Action by plaintiffs under Section 527.150, V.A.M.S., to quiet title in them to approximately 244.27 acres of land; and counterclaim by defendants under Section 516.010, V.A.M.S., to quiet title in them to a portion of such acreage by adverse possession for over ten years.
Plaintiffs, by petition of November 6, 1968, alleged they were owners in fee simple of 244.27 acres, more or less, of land in Section 2, Township 39, Range 1, Washington County, Missouri. Their survey, Exhibit 1, in addition to a metes and bounds description, generally described the land as the “Rush Summers farm,” being “All the N. ½ of NE ¼ of sec. 2. except 12A. sold to Philip Northcutt. & the Mo. Pacific RR. RW. cont. 11.02A. Also the E 1/2 of lots 1-2-3 of the NW ¼ of Sec 2 except 8.29A sold to the Mo Pac. R.R.” Plaintiffs alleged also that defendants claimed some right, title or interest in and to the “East one-half of Lot 2 of the Northwest Quarter of said Section 2, the exact nature of which” they could not describe, and they prayed that title to the whole be quieted in them. Defendants denied plaintiffs’ fee title ownership of the land and admitted the alleged claim in and to the east one half of Lot 2 of the northwest quarter of Section 2, asserting they were the fee simple owners “of that portion of the East one half (½) of Lot 2, Northwest quarter, Section 2, Township 39 North, Range 1 West lying and being West of the property fence line as now constructed between the property of the plaintiffs and the property of the defendants * * *.” The fence line was described by courses and distances followed by the assertion “that the plaintiffs and their predecessors in title * * * were not seized or possessed of said [disputed] property within ten (10) years prior to the commencement of this action, but that the defendants and their successors [predecessors] * * * have been in adverse possession * * * for more than ten (10) years, prior to the commencement of this action * * *.”
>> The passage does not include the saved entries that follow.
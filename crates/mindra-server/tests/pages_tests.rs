// Copyright (c) 2025 Geoffrey Huntley <ghuntley@ghuntley.com>. All rights reserved.
// SPDX-License-Identifier: Proprietary

//! Integration tests for the HTML pages and the read-only JSON API.

use std::sync::Arc;

use axum::{
	body::{to_bytes, Body},
	http::{
		header::{CONTENT_TYPE, COOKIE, SET_COOKIE},
		Request, StatusCode,
	},
	response::Response,
	Router,
};
use mindra_server::{create_app_state_with_mailer, create_router, ServerConfig};
use mindra_server_smtp::testing::RecordingMailer;
use serde_json::Value;
use tower::ServiceExt;

fn app(mailer: Arc<RecordingMailer>) -> Router {
	let mut config = ServerConfig::default();
	config.contact.recipient = Some("bookings@mindra.com".to_string());
	create_router(create_app_state_with_mailer(&config, mailer))
}

async fn get(app: Router, uri: &str, cookie: Option<&str>) -> Response {
	let mut request = Request::builder().uri(uri);
	if let Some(cookie) = cookie {
		request = request.header(COOKIE, cookie);
	}
	app.oneshot(request.body(Body::empty()).unwrap()).await.unwrap()
}

async fn post_form(app: Router, uri: &str, body: &'static str) -> Response {
	app.oneshot(
		Request::builder()
			.method("POST")
			.uri(uri)
			.header(CONTENT_TYPE, "application/x-www-form-urlencoded")
			.body(Body::from(body))
			.unwrap(),
	)
	.await
	.unwrap()
}

async fn text(response: Response) -> String {
	let bytes = to_bytes(response.into_body(), usize::MAX).await.unwrap();
	String::from_utf8(bytes.to_vec()).unwrap()
}

mod locale {
	use super::*;

	#[tokio::test]
	async fn default_locale_is_ukrainian() {
		let response = get(app(Arc::new(RecordingMailer::new())), "/", None).await;
		assert_eq!(response.status(), StatusCode::OK);
		assert!(response.headers().get(SET_COOKIE).is_none());
		let html = text(response).await;
		assert!(html.contains(r#"<html lang="uk">"#));
		assert!(html.contains("ЗАБРОНЮВАТИ"));
	}

	#[tokio::test]
	async fn query_switches_and_remembers_language() {
		let response = get(app(Arc::new(RecordingMailer::new())), "/?lang=en", None).await;
		let cookie = response
			.headers()
			.get(SET_COOKIE)
			.and_then(|v| v.to_str().ok())
			.unwrap()
			.to_string();
		assert!(cookie.starts_with("lang=en;"));
		assert!(text(response).await.contains("BOOK NOW"));
	}

	#[tokio::test]
	async fn cookie_is_respected_without_query() {
		let response = get(
			app(Arc::new(RecordingMailer::new())),
			"/contact",
			Some("theme=dark; lang=en"),
		)
		.await;
		assert!(response.headers().get(SET_COOKIE).is_none());
		assert!(text(response).await.contains("Get in Touch"));
	}

	#[tokio::test]
	async fn unknown_query_value_falls_back() {
		let response = get(app(Arc::new(RecordingMailer::new())), "/business?lang=de", None).await;
		assert!(response.headers().get(SET_COOKIE).is_none());
		assert!(text(response).await.contains(r#"<html lang="uk">"#));
	}
}

mod forms {
	use super::*;

	#[tokio::test]
	async fn booking_modal_opens_from_query() {
		let html = text(get(app(Arc::new(RecordingMailer::new())), "/?lang=en&book=1", None).await).await;
		assert!(html.contains(r#"role="dialog""#));
	}

	#[tokio::test]
	async fn modal_success_closes_after_delay() {
		let mailer = Arc::new(RecordingMailer::new());
		let response = post_form(app(mailer.clone()), "/?lang=en", "name=Ana&contact=%2B380670000000").await;
		assert_eq!(response.status(), StatusCode::OK);
		let html = text(response).await;
		assert!(html.contains("Message sent successfully!"));
		assert!(html.contains(r#"<meta http-equiv="refresh" content="2;url=/?lang=en">"#));
		assert_eq!(mailer.count(), 1);
		assert_eq!(mailer.sent()[0].subject, "New Contact Form Submission from Ana");
	}

	#[tokio::test]
	async fn missing_fields_send_nothing() {
		let mailer = Arc::new(RecordingMailer::new());
		let html = text(post_form(app(mailer.clone()), "/contact?lang=en", "name=Ana&date=").await).await;
		assert!(html.contains("Please fill in the required fields."));
		assert!(html.contains(r#"value="Ana""#));
		assert_eq!(mailer.count(), 0);
	}

	#[tokio::test]
	async fn contact_page_sends_date_as_contact() {
		let mailer = Arc::new(RecordingMailer::new());
		let html = text(
			post_form(
				app(mailer.clone()),
				"/contact?lang=en",
				"name=Ana&date=2025-06-14&eventType=Wedding&message=Hi",
			)
			.await,
		)
		.await;
		assert!(html.contains("form-status--success"));
		let sent = mailer.sent();
		assert_eq!(sent.len(), 1);
		assert!(sent[0].text.contains("Contact: 2025-06-14"));
	}

	#[tokio::test]
	async fn business_form_requires_message() {
		let mailer = Arc::new(RecordingMailer::new());
		let html = text(
			post_form(
				app(mailer.clone()),
				"/business/contact?lang=en",
				"name=Ana&date=2025-06-14&eventType=Business",
			)
			.await,
		)
		.await;
		assert!(html.contains("form-status--required"));
		assert_eq!(mailer.count(), 0);
	}

	#[tokio::test]
	async fn relay_failure_keeps_input() {
		let mailer = Arc::new(RecordingMailer::failing());
		let html = text(
			post_form(
				app(mailer),
				"/business/contact?lang=en",
				"name=Ana&date=2025-06-14&eventType=Business&message=Hello",
			)
			.await,
		)
		.await;
		assert!(html.contains("Failed to send message. Please try again."));
		assert!(html.contains(r#"value="Ana""#));
		assert!(html.contains(">Hello</textarea>"));
	}
}

mod portfolio {
	use super::*;

	#[tokio::test]
	async fn item_query_centres_project() {
		let html = text(
			get(
				app(Arc::new(RecordingMailer::new())),
				"/business/portfolio?lang=en&item=2",
				None,
			)
			.await,
		)
		.await;
		assert!(html.contains(r#"data-item="3""#));
		assert!(html.contains("Charity Gala Dinner"));
	}

	#[tokio::test]
	async fn catalog_json_resolves_media() {
		let response = get(app(Arc::new(RecordingMailer::new())), "/api/portfolio", None).await;
		assert_eq!(response.status(), StatusCode::OK);
		let json: Value = serde_json::from_str(&text(response).await).unwrap();
		let items = json.as_array().unwrap();
		assert_eq!(items.len(), 5);
		assert_eq!(items[0]["media_url"], "/media/videos/mate-academy.mp4");
	}
}

mod translations {
	use super::*;

	#[tokio::test]
	async fn english_bundle_is_served() {
		let response = get(app(Arc::new(RecordingMailer::new())), "/api/i18n/en", None).await;
		assert_eq!(response.status(), StatusCode::OK);
		let json: Value = serde_json::from_str(&text(response).await).unwrap();
		assert_eq!(json["home.book_now"], "BOOK NOW");
	}

	#[tokio::test]
	async fn unknown_locale_is_not_found() {
		let response = get(app(Arc::new(RecordingMailer::new())), "/api/i18n/de", None).await;
		assert_eq!(response.status(), StatusCode::NOT_FOUND);
	}
}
The court found all issues for plaintiffs and against defendants; that plaintiffs are the fee simple owners of the 244.27 acres more or less, as per their survey made by Paul T. Johnson, Washington County Surveyor, September 1963; that the east half of Lot 2, northwest quarter, Section 2, Township 39, Range 1, thus owned by plaintiffs and the west half of said Lot 2, owned by defendants, adjoin; that the common boundary between the two halves is a straight line running southwardly from the northwest corner to the southwest corner of the said east half of Lot 2; that said line had been surveyed and marked by red-painted blazes on trees along said line by Paul Johnson; that defendants failed to prove their title by adverse possession of a portion of the east half of Lot 2. Accordingly, the court quieted title in plaintiffs to all the 244.27 acres and “particularly but without limitation” to the east half of Lot 2, northwest quarter, Section 2, Township 39, Range 1; and enjoined defendants from asserting any right, title or interest in any of said land, “and particularly, but without limitation,” to the east half of said Lot 2.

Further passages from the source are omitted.